Every record should be written out again in full, with no character altered.

[[ Entries supplied open ]]

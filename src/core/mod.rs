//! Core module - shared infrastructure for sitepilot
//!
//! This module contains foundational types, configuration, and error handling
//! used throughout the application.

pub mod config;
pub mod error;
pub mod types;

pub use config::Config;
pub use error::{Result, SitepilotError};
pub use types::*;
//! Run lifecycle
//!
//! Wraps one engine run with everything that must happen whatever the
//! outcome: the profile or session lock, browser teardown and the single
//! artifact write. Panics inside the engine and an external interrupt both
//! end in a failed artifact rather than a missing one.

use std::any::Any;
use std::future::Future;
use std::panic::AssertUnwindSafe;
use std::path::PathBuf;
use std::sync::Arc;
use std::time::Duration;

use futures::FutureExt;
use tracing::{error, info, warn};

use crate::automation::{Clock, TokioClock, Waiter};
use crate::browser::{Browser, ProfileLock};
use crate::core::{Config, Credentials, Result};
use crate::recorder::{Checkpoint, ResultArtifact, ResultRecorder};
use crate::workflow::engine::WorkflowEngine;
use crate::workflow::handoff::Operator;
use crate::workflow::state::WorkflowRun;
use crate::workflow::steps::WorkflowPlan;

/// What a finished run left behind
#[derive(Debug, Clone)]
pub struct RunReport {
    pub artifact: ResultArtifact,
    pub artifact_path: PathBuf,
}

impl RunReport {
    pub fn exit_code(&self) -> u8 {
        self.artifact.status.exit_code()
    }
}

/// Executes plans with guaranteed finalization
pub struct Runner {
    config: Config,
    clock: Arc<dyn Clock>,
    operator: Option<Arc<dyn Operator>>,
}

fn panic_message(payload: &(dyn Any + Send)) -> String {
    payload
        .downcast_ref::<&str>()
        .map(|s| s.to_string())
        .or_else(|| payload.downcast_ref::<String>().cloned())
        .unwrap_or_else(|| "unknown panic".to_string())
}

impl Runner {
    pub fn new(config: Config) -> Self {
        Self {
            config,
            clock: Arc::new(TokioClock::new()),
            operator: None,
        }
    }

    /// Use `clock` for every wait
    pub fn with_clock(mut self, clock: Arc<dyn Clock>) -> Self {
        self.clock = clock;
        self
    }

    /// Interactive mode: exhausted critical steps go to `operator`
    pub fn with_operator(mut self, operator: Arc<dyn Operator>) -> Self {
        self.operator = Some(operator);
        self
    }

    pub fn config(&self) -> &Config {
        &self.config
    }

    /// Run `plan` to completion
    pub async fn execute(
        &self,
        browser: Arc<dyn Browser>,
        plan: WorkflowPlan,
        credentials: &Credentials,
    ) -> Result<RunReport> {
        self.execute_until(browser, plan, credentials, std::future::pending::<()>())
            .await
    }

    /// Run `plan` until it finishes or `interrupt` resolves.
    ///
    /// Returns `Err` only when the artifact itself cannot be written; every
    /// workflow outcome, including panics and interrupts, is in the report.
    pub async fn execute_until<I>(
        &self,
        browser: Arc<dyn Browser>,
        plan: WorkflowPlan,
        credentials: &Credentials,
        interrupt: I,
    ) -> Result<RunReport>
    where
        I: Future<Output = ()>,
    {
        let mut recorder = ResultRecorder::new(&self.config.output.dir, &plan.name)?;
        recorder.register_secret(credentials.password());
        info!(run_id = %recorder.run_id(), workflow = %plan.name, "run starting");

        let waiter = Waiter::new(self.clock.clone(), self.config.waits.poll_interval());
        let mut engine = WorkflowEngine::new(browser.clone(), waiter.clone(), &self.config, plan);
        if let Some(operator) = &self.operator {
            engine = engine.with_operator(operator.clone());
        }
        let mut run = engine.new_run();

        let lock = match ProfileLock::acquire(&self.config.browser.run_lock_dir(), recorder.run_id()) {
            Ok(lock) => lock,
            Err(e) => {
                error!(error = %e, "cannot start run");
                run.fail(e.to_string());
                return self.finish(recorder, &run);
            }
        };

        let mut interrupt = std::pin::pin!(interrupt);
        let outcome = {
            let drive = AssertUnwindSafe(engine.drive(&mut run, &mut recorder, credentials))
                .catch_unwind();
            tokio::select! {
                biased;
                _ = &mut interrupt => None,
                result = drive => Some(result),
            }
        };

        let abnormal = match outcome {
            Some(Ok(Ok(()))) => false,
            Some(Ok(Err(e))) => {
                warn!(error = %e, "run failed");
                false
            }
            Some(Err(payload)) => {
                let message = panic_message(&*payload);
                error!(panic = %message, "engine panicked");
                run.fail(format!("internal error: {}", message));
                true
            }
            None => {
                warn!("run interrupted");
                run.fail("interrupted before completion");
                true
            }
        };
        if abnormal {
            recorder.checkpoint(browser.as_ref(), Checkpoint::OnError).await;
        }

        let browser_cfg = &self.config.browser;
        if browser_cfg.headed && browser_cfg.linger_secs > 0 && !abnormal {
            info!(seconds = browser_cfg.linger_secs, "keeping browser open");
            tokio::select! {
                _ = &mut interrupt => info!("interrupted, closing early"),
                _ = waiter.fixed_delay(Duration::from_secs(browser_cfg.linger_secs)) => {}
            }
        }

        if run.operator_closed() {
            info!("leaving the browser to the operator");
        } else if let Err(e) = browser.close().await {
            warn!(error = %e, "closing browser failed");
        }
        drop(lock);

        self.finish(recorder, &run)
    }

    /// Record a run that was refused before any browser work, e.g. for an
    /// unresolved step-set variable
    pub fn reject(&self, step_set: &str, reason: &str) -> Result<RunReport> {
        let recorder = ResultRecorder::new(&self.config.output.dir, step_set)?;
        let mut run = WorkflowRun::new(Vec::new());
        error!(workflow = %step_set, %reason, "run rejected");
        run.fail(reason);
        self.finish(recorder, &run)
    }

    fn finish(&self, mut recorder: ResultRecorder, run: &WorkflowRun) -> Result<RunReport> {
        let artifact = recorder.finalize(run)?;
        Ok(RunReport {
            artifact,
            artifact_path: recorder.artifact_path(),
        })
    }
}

[[ Entries supplied closed ]]

Exercise response ▸
filename src/core/mod.rs
//! Core module - shared infrastructure for sitepilot
//!
//! This module contains foundational types, configuration, and error handling
//! used throughout the application.

pub mod config;
pub mod error;
pub mod types;

pub use config::Config;
pub use error::{Result, SitepilotError};
pub use types::*;
//! Run lifecycle
//!
//! Wraps one engine run with everything that must happen whatever the
//! outcome: the profile or session lock, browser teardown and the single
//! artifact write. Panics inside the engine and an external interrupt both
//! end in a failed artifact rather than a missing one.

use std::any::Any;
use std::future::Future;
use std::panic::AssertUnwindSafe;
use std::path::PathBuf;
use std::sync::Arc;
use std::time::Duration;

use futures::FutureExt;
use tracing::{error, info, warn};

use crate::automation::{Clock, TokioClock, Waiter};
use crate::browser::{Browser, ProfileLock};
use crate::core::{Config, Credentials, Result};
use crate::recorder::{Checkpoint, ResultArtifact, ResultRecorder};
use crate::workflow::engine::WorkflowEngine;
use crate::workflow::handoff::Operator;
use crate::workflow::state::WorkflowRun;
use crate::workflow::steps::WorkflowPlan;

/// What a finished run left behind
#[derive(Debug, Clone)]
pub struct RunReport {
    pub artifact: ResultArtifact,
    pub artifact_path: PathBuf,
}

impl RunReport {
    pub fn exit_code(&self) -> u8 {
        self.artifact.status.exit_code()
    }
}

/// Executes plans with guaranteed finalization
pub struct Runner {
    config: Config,
    clock: Arc<dyn Clock>,
    operator: Option<Arc<dyn Operator>>,
}

fn panic_message(payload: &(dyn Any + Send)) -> String {
    payload
        .downcast_ref::<&str>()
        .map(|s| s.to_string())
        .or_else(|| payload.downcast_ref::<String>().cloned())
        .unwrap_or_else(|| "unknown panic".to_string())
}

impl Runner {
    pub fn new(config: Config) -> Self {
        Self {
            config,
            clock: Arc::new(TokioClock::new()),
            operator: None,
        }
    }

    /// Use `clock` for every wait
    pub fn with_clock(mut self, clock: Arc<dyn Clock>) -> Self {
        self.clock = clock;
        self
    }

    /// Interactive mode: exhausted critical steps go to `operator`
    pub fn with_operator(mut self, operator: Arc<dyn Operator>) -> Self {
        self.operator = Some(operator);
        self
    }

    pub fn config(&self) -> &Config {
        &self.config
    }

    /// Run `plan` to completion
    pub async fn execute(
        &self,
        browser: Arc<dyn Browser>,
        plan: WorkflowPlan,
        credentials: &Credentials,
    ) -> Result<RunReport> {
        self.execute_until(browser, plan, credentials, std::future::pending::<()>())
            .await
    }

    /// Run `plan` until it finishes or `interrupt` resolves.
    ///
    /// Returns `Err` only when the artifact itself cannot be written; every
    /// workflow outcome, including panics and interrupts, is in the report.
    pub async fn execute_until<I>(
        &self,
        browser: Arc<dyn Browser>,
        plan: WorkflowPlan,
        credentials: &Credentials,
        interrupt: I,
    ) -> Result<RunReport>
    where
        I: Future<Output = ()>,
    {
        let mut recorder = ResultRecorder::new(&self.config.output.dir, &plan.name)?;
        recorder.register_secret(credentials.password());
        info!(run_id = %recorder.run_id(), workflow = %plan.name, "run starting");

        let waiter = Waiter::new(self.clock.clone(), self.config.waits.poll_interval());
        let mut engine = WorkflowEngine::new(browser.clone(), waiter.clone(), &self.config, plan);
        if let Some(operator) = &self.operator {
            engine = engine.with_operator(operator.clone());
        }
        let mut run = engine.new_run();

        let lock = match ProfileLock::acquire(&self.config.browser.run_lock_dir(), recorder.run_id()) {
            Ok(lock) => lock,
            Err(e) => {
                error!(error = %e, "cannot start run");
                run.fail(e.to_string());
                return self.finish(recorder, &run);
            }
        };

        let mut interrupt = std::pin::pin!(interrupt);
        let outcome = {
            let drive = AssertUnwindSafe(engine.drive(&mut run, &mut recorder, credentials))
                .catch_unwind();
            tokio::select! {
                biased;
                _ = &mut interrupt => None,
                result = drive => Some(result),
            }
        };

        let abnormal = match outcome {
            Some(Ok(Ok(()))) => false,
            Some(Ok(Err(e))) => {
                warn!(error = %e, "run failed");
                false
            }
            Some(Err(payload)) => {
                let message = panic_message(&*payload);
                error!(panic = %message, "engine panicked");
                run.fail(format!("internal error: {}", message));
                true
            }
            None => {
                warn!("run interrupted");
                run.fail("interrupted before completion");
                true
            }
        };
        if abnormal {
            recorder.checkpoint(browser.as_ref(), Checkpoint::OnError).await;
        }

        let browser_cfg = &self.config.browser;
        if browser_cfg.headed && browser_cfg.linger_secs > 0 && !abnormal {
            info!(seconds = browser_cfg.linger_secs, "keeping browser open");
            tokio::select! {
                _ = &mut interrupt => info!("interrupted, closing early"),
                _ = waiter.fixed_delay(Duration::from_secs(browser_cfg.linger_secs)) => {}
            }
        }

        if run.operator_closed() {
            info!("leaving the browser to the operator");
        } else if let Err(e) = browser.close().await {
            warn!(error = %e, "closing browser failed");
        }
        drop(lock);

        self.finish(recorder, &run)
    }

    /// Record a run that was refused before any browser work, e.g. for an
    /// unresolved step-set variable
    pub fn reject(&self, step_set: &str, reason: &str) -> Result<RunReport> {
        let recorder = ResultRecorder::new(&self.config.output.dir, step_set)?;
        let mut run = WorkflowRun::new(Vec::new());
        error!(workflow = %step_set, %reason, "run rejected");
        run.fail(reason);
        self.finish(recorder, &run)
    }

    fn finish(&self, mut recorder: ResultRecorder, run: &WorkflowRun) -> Result<RunReport> {
        let artifact = recorder.finalize(run)?;
        Ok(RunReport {
            artifact,
            artifact_path: recorder.artifact_path(),
        })
    }
}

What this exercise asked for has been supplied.